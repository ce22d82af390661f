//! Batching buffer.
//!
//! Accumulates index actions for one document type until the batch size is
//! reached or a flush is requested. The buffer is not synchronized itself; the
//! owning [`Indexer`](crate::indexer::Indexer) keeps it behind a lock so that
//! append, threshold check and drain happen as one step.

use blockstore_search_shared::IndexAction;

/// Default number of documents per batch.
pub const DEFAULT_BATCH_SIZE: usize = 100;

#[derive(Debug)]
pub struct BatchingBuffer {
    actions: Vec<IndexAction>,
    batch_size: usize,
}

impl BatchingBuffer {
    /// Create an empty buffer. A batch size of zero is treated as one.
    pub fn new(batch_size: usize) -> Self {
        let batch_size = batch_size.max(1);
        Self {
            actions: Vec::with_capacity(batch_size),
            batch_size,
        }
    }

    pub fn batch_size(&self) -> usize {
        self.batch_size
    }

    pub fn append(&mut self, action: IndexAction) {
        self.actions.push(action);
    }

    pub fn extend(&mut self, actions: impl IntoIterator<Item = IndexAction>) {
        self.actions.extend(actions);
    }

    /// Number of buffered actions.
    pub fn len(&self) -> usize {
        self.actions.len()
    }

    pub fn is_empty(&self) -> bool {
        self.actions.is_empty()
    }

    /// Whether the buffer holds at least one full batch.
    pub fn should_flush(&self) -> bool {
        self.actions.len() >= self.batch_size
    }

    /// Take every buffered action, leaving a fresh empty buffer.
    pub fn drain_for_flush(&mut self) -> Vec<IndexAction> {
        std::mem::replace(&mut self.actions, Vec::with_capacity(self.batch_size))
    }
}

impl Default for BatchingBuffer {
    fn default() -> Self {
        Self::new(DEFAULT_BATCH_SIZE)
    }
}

---

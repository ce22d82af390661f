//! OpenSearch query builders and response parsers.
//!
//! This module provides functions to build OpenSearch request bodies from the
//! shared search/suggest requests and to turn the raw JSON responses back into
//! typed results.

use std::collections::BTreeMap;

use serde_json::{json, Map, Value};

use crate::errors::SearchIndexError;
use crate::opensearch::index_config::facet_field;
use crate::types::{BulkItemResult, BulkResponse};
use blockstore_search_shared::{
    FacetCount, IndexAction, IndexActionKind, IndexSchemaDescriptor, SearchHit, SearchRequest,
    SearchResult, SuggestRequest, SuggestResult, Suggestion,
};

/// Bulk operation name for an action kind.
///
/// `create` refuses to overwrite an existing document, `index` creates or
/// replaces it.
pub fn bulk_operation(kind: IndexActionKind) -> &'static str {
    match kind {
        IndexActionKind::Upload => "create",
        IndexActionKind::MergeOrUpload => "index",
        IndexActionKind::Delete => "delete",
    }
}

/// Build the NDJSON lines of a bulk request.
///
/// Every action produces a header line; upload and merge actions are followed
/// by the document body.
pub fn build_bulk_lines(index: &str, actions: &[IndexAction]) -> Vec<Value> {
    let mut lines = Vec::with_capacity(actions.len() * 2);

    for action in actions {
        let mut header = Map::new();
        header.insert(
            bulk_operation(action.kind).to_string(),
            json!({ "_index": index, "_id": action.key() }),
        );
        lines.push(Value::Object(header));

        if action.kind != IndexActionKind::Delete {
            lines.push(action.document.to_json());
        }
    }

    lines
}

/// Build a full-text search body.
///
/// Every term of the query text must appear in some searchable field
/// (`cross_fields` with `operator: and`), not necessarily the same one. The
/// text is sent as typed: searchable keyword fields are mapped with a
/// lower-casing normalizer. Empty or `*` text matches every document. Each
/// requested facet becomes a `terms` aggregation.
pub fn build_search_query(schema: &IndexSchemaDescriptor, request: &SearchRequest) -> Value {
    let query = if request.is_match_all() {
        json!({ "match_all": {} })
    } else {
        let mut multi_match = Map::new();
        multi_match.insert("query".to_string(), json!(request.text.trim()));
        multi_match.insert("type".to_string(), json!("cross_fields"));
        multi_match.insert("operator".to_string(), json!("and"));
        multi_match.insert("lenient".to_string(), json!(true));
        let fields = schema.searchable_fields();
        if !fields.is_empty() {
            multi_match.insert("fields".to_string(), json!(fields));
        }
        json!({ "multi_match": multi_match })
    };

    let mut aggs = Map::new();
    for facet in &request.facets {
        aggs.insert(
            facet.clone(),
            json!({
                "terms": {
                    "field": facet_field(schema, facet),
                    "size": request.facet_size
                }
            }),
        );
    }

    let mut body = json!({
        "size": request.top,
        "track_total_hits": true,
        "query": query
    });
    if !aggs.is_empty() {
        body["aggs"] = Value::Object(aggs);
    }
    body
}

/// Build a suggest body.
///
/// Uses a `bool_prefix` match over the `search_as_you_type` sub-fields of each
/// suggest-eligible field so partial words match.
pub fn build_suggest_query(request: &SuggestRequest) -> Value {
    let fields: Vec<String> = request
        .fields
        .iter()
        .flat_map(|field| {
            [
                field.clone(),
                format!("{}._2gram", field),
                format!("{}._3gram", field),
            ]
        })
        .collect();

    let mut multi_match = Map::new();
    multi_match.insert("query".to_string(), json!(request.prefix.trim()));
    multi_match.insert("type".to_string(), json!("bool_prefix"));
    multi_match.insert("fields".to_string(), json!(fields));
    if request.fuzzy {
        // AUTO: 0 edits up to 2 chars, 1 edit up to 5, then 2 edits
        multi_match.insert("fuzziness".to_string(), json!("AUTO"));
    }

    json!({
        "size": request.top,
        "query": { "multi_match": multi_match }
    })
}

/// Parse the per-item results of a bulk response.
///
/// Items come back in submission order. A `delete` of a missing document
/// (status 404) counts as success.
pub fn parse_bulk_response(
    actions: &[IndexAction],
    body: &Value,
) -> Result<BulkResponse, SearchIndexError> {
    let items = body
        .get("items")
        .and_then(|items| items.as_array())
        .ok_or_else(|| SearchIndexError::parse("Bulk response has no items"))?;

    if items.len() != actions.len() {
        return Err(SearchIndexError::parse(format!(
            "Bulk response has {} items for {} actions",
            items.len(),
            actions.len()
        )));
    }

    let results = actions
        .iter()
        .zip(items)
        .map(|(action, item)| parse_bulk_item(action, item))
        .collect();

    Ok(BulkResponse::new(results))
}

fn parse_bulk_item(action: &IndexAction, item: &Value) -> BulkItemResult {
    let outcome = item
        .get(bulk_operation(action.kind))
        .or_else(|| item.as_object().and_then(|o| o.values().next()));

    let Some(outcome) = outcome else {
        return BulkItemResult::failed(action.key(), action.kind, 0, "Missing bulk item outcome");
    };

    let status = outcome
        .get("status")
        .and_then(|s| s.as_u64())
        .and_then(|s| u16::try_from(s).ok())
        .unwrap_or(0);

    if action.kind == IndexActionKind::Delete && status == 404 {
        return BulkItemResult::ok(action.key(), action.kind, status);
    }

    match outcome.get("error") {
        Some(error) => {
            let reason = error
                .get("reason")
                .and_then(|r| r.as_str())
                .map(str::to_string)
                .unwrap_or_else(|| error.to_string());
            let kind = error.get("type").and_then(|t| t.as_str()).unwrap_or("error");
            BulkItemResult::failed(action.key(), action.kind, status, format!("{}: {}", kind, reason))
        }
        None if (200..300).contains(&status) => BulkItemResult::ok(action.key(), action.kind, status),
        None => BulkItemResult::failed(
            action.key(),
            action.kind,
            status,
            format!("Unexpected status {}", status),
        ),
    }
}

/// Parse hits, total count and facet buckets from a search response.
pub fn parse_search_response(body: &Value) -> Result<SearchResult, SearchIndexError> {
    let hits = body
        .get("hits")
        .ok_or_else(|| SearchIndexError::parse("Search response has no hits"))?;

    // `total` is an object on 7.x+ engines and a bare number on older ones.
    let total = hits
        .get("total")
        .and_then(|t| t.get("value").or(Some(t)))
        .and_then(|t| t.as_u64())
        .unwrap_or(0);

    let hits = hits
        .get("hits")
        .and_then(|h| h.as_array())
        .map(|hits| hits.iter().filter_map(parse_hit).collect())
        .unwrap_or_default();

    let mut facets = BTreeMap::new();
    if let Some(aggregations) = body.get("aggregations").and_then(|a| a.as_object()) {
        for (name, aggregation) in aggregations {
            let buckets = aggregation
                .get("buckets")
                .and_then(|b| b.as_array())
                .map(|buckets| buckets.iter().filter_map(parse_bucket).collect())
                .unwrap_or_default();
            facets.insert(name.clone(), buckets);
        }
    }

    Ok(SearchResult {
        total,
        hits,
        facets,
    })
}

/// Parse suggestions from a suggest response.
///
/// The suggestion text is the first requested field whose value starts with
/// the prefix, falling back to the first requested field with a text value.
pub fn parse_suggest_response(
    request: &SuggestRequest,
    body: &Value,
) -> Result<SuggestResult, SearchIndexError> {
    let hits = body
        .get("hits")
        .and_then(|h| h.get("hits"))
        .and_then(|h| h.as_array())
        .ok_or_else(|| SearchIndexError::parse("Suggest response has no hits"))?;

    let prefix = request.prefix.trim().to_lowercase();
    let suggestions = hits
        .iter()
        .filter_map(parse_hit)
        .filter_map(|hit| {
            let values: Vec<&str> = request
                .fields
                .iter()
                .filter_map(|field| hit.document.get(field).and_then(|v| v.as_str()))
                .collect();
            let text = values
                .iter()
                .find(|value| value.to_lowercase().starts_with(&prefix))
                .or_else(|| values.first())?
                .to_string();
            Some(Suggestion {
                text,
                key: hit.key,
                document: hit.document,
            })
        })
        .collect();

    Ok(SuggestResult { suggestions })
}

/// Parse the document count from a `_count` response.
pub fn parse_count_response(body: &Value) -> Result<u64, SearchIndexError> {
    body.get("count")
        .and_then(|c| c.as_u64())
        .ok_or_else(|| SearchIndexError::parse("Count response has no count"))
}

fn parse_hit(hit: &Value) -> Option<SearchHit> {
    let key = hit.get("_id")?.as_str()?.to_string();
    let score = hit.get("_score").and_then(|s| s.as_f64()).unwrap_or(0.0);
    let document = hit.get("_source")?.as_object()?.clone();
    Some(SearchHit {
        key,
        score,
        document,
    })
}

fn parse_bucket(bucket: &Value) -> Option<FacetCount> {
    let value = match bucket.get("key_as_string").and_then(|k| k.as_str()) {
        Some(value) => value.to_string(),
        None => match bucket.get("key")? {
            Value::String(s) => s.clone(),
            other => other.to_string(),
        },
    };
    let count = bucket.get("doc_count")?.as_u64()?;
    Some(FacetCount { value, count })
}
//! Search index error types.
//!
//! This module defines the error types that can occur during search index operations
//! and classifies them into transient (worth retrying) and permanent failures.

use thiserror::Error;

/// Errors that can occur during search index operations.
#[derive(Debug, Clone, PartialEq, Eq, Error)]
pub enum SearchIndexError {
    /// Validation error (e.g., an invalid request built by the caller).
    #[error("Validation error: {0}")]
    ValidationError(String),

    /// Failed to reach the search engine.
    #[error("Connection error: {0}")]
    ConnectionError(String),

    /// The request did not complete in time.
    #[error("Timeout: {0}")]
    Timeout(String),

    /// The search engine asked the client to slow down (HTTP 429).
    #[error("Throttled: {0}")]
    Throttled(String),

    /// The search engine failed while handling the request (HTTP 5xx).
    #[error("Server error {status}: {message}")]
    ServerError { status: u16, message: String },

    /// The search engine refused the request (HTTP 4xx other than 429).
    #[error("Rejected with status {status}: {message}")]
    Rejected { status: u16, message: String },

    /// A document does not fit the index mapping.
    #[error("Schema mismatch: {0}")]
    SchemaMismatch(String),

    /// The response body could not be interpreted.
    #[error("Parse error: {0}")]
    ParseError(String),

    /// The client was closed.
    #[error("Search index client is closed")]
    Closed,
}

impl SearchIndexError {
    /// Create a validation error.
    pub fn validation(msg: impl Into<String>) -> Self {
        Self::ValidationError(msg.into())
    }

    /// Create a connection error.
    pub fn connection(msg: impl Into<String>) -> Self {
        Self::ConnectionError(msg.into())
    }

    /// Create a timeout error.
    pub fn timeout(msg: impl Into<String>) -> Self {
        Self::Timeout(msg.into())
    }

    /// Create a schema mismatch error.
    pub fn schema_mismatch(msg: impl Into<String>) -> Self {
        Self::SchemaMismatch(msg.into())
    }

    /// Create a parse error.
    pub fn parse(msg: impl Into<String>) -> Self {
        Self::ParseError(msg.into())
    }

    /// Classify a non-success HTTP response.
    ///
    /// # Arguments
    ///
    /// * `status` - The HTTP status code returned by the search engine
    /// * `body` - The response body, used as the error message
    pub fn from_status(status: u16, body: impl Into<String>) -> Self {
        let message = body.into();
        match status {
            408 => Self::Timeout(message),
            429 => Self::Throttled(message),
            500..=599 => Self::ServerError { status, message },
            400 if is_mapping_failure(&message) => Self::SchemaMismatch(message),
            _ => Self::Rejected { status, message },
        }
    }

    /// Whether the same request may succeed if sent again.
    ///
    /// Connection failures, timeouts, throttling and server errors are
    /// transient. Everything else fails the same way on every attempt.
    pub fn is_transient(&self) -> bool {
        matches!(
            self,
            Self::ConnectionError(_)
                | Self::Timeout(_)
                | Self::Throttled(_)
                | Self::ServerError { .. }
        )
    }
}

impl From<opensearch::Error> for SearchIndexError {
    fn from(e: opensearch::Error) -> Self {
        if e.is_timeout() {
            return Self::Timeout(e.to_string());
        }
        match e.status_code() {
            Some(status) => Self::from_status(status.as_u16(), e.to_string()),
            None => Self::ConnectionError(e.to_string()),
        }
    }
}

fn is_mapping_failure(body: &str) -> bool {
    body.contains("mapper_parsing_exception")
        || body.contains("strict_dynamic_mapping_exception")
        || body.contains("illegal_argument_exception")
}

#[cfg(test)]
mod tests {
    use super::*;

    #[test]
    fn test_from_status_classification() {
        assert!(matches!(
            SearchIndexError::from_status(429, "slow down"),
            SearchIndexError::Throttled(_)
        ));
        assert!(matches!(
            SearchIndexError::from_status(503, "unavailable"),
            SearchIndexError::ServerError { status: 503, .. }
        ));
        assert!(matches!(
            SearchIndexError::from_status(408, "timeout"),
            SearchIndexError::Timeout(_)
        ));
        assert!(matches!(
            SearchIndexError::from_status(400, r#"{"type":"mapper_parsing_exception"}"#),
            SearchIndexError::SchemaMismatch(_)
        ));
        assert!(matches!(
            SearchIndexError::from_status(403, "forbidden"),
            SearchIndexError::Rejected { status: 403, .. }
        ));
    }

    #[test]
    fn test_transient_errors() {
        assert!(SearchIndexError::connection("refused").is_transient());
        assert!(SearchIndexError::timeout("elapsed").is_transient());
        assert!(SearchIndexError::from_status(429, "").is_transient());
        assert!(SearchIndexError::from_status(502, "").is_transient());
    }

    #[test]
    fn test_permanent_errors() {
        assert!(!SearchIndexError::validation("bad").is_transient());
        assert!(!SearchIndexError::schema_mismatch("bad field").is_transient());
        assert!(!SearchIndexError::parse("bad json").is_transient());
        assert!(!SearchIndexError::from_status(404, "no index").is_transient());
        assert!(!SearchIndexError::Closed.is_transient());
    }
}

# PROBLEM TO SOLVE
Output each line of the listing above that has "push".

# WRITTEN RESPONSE
        self.actions.push(action);
        lines.push(Value::Object(header));
            lines.push(action.document.to_json());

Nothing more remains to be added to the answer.